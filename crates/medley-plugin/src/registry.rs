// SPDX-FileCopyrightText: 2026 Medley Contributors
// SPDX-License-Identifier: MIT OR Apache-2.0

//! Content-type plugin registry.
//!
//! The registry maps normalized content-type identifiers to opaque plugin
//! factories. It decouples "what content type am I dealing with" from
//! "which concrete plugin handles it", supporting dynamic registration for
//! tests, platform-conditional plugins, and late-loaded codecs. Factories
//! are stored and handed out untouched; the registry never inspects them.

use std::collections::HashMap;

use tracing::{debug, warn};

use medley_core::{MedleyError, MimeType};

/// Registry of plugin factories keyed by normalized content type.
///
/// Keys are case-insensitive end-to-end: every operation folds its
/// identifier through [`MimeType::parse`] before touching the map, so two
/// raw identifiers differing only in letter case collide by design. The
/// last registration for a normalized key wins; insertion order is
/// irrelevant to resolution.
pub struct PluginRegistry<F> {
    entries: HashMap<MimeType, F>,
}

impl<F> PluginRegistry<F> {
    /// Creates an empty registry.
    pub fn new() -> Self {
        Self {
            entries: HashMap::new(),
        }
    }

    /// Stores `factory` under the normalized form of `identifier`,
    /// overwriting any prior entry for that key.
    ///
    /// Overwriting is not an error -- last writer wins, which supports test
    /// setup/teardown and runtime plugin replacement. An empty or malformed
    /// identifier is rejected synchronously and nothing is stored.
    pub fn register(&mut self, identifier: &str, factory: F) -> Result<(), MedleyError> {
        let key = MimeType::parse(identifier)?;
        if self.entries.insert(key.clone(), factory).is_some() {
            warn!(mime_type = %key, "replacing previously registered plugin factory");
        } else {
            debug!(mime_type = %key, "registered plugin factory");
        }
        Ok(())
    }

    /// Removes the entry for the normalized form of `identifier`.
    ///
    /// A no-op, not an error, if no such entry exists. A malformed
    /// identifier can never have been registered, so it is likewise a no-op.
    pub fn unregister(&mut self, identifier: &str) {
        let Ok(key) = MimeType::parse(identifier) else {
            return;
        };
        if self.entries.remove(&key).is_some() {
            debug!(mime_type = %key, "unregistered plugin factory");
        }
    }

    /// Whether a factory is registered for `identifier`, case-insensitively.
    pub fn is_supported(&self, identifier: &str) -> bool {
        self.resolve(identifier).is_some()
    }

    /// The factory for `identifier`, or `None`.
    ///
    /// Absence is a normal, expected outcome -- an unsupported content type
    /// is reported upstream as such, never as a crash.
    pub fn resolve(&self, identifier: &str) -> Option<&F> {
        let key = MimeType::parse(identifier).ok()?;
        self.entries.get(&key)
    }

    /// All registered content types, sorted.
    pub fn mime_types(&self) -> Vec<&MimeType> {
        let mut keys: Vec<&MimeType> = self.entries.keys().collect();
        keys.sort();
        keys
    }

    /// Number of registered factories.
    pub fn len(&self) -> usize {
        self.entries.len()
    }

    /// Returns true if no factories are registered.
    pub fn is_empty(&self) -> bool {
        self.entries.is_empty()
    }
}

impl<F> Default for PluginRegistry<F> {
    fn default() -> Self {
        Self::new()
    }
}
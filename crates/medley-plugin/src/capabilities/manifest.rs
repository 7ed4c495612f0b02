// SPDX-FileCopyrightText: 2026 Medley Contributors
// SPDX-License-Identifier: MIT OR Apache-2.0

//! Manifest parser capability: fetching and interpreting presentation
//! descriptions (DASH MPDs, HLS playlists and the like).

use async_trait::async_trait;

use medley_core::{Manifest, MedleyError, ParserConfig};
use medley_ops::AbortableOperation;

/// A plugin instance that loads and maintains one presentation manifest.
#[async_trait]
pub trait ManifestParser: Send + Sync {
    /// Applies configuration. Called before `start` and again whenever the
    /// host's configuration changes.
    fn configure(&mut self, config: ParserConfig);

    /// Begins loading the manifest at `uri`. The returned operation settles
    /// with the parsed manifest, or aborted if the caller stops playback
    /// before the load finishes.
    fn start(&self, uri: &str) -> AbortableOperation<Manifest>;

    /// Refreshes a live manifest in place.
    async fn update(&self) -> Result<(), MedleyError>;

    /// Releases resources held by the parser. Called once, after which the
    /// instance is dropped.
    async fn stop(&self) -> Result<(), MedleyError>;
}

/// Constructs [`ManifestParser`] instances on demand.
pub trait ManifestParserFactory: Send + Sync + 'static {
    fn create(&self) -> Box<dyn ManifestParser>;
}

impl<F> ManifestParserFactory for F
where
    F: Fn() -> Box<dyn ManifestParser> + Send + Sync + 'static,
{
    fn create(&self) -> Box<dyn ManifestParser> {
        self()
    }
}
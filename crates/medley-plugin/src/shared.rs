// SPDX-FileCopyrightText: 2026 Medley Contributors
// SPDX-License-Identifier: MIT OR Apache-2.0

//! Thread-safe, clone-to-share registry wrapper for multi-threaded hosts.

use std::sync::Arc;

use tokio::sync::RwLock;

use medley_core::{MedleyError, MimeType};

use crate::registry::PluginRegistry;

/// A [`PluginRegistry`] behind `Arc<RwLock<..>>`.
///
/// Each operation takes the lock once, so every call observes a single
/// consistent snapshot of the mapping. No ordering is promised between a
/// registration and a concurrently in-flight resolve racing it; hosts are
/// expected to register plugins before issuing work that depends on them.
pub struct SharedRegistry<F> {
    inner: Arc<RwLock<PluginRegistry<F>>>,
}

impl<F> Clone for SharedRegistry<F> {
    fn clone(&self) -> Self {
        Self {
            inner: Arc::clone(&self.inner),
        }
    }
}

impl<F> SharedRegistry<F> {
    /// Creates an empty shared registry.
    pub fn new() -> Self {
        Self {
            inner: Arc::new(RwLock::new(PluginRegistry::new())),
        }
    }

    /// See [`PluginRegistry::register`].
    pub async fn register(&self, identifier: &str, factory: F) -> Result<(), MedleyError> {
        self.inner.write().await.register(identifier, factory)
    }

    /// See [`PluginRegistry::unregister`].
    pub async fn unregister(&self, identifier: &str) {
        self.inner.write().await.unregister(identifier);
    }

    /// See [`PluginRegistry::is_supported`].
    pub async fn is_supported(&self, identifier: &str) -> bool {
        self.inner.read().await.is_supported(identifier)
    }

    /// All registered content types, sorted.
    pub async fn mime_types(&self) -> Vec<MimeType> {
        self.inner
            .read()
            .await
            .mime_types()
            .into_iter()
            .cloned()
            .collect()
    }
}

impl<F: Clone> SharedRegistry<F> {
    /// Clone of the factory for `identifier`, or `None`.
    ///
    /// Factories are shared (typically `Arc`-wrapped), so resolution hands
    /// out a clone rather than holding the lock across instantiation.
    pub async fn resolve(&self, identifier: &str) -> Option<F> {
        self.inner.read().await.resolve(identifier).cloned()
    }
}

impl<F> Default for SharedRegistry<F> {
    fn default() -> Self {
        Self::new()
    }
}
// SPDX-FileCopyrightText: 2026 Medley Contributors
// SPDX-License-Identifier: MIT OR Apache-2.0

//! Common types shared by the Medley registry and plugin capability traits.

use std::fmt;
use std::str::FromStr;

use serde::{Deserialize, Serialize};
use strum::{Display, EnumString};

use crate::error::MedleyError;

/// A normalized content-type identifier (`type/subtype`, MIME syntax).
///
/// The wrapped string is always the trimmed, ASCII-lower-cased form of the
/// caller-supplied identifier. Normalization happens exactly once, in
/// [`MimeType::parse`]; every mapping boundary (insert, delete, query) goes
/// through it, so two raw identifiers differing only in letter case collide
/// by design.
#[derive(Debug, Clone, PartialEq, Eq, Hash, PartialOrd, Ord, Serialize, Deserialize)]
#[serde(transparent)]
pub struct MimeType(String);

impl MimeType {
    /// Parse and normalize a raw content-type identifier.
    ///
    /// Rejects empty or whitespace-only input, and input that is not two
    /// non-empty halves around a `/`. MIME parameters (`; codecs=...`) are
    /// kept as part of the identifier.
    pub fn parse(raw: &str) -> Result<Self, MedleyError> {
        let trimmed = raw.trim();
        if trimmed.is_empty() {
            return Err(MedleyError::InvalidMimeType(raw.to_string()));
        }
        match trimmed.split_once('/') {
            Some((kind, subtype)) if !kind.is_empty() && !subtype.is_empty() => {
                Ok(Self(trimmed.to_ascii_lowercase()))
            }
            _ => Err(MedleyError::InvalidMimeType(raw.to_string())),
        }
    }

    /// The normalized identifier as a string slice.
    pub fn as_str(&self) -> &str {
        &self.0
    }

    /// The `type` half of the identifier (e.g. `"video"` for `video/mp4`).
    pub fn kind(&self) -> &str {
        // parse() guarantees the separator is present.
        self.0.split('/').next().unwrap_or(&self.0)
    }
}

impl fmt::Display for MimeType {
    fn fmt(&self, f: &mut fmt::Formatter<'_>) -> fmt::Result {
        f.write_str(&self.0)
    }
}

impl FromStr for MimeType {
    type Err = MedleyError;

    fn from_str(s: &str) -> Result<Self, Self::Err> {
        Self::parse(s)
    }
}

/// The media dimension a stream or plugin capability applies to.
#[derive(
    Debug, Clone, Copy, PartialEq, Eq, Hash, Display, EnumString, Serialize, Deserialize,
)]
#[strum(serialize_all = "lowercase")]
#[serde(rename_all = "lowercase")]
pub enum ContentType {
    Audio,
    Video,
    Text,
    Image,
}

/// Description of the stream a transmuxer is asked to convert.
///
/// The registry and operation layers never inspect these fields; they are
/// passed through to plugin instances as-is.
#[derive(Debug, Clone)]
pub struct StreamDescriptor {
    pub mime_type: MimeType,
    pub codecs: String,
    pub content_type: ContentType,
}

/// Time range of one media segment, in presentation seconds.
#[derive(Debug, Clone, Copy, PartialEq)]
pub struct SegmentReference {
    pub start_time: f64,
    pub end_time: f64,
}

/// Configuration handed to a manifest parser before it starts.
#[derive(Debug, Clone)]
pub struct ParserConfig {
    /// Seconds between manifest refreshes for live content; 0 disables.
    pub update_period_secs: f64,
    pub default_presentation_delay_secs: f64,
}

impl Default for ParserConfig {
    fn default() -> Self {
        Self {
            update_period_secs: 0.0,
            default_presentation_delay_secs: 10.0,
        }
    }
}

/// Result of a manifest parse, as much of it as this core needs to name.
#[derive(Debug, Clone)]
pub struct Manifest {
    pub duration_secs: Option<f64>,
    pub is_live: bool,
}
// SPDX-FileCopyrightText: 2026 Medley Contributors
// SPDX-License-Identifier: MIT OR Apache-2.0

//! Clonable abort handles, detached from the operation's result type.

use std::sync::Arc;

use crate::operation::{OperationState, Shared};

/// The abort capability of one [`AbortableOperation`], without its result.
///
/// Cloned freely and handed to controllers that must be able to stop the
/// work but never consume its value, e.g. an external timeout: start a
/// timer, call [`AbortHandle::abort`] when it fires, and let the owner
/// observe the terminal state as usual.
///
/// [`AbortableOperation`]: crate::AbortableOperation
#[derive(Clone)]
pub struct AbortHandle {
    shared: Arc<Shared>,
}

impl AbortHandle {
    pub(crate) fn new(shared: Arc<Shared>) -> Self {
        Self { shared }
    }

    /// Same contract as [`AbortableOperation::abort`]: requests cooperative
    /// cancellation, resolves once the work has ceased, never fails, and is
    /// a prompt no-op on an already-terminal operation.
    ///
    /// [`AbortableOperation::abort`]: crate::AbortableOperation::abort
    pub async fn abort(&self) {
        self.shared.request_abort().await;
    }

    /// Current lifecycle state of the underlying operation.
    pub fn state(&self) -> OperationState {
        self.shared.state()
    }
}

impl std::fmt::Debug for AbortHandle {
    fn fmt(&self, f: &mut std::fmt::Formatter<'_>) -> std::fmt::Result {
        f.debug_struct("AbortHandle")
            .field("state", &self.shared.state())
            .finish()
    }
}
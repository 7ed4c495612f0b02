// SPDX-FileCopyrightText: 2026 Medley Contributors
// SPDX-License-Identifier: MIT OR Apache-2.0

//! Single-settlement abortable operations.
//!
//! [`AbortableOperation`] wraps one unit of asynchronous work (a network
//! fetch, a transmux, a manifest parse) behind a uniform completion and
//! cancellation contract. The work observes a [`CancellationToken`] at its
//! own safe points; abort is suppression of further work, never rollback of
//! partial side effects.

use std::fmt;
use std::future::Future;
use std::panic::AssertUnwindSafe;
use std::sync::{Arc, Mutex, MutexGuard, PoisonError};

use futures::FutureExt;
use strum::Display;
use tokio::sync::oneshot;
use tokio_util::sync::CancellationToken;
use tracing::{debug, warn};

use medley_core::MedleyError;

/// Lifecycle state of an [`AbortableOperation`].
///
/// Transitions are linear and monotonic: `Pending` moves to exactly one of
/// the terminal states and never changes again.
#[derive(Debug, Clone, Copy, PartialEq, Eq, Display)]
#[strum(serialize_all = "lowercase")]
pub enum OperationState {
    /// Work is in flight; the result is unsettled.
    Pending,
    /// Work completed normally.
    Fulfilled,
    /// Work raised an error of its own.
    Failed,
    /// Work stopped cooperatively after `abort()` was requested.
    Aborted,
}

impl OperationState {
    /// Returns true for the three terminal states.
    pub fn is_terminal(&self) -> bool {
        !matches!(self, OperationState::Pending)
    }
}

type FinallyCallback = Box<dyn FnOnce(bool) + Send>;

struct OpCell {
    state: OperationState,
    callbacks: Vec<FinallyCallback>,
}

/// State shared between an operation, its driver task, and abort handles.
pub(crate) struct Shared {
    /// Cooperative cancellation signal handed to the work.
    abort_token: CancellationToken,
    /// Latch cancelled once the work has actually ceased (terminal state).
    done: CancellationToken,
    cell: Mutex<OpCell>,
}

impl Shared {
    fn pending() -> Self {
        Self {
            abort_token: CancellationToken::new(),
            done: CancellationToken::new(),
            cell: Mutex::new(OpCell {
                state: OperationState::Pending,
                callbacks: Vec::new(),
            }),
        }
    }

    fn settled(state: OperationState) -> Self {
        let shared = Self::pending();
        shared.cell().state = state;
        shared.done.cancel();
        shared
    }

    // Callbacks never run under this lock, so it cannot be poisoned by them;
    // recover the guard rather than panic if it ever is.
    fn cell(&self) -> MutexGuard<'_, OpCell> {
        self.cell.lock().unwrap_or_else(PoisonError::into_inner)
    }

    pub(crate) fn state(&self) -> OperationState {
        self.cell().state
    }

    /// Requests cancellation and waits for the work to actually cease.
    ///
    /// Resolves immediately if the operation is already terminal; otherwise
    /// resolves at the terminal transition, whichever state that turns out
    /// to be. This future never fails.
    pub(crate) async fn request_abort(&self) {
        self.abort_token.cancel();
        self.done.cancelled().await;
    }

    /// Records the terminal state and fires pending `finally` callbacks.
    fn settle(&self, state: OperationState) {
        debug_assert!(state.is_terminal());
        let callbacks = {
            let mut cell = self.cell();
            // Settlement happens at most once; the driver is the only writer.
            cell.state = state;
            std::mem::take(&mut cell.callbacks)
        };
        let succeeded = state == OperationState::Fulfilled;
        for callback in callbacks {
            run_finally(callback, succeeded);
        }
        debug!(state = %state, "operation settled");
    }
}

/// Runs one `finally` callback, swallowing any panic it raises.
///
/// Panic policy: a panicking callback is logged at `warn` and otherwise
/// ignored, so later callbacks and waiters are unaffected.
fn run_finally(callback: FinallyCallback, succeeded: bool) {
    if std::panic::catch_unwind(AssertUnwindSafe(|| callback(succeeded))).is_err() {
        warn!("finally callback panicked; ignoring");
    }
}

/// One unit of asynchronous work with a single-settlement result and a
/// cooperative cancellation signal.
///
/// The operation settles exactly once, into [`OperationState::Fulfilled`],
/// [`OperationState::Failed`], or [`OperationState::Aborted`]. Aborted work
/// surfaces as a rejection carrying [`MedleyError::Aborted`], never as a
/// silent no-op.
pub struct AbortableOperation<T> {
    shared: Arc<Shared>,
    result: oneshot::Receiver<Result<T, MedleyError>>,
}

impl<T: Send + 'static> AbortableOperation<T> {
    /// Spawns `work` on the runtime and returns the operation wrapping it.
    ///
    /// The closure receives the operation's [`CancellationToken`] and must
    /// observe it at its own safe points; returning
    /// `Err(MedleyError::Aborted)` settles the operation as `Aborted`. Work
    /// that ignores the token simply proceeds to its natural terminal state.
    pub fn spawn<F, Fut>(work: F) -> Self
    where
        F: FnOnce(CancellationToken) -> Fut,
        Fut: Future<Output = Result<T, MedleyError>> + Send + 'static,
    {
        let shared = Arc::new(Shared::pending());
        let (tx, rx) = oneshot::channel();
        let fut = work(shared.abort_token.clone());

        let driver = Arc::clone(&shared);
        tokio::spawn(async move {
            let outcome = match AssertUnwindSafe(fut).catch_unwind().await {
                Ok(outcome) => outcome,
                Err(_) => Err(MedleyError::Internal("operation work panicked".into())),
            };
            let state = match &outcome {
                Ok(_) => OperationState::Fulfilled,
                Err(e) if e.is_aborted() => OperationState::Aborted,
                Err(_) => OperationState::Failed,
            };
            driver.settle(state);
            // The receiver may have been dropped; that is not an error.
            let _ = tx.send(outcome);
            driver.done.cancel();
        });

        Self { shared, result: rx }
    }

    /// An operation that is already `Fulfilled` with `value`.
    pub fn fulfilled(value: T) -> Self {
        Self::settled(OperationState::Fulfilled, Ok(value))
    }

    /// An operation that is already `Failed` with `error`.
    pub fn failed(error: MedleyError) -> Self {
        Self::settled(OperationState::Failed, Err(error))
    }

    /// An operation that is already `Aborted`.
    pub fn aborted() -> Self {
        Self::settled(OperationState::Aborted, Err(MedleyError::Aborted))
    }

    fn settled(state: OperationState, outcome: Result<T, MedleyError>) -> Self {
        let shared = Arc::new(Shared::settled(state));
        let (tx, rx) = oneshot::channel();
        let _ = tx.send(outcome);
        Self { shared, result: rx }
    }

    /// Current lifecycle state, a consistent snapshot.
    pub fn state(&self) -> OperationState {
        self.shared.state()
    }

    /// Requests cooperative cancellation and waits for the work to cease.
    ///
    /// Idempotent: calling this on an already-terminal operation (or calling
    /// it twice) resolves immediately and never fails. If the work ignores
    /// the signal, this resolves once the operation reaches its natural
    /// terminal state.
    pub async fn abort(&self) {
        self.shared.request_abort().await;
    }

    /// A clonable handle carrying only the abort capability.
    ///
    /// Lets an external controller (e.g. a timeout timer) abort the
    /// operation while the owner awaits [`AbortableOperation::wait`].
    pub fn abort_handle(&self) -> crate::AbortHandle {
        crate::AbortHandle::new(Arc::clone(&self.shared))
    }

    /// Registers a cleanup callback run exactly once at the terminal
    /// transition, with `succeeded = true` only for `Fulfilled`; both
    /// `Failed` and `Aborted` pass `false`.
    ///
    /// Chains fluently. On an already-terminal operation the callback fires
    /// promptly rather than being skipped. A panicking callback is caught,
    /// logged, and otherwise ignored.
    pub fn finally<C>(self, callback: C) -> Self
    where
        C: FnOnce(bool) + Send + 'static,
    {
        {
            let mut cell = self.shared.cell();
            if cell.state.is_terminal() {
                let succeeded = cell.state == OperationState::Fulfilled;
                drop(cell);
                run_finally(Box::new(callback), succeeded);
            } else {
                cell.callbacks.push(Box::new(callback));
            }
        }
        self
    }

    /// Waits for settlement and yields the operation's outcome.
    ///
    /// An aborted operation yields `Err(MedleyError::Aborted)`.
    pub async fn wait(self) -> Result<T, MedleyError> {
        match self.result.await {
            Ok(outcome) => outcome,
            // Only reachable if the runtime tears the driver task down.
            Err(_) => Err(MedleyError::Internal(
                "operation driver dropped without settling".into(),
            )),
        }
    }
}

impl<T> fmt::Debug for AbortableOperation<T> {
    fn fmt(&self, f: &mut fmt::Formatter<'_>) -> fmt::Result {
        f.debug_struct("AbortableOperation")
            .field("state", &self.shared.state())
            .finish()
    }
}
________________________
# Work instructions
Go through the data above from its first line and copy each line exactly, stopping once the line with "late-loaded codecs. Factories" has been copied.

# Reply to the exercise
filename crates/medley-plugin/src/registry.rs
// SPDX-FileCopyrightText: 2026 Medley Contributors
// SPDX-License-Identifier: MIT OR Apache-2.0

//! Content-type plugin registry.
//!
//! The registry maps normalized content-type identifiers to opaque plugin
//! factories. It decouples "what content type am I dealing with" from
//! "which concrete plugin handles it", supporting dynamic registration for
//! tests, platform-conditional plugins, and late-loaded codecs. Factories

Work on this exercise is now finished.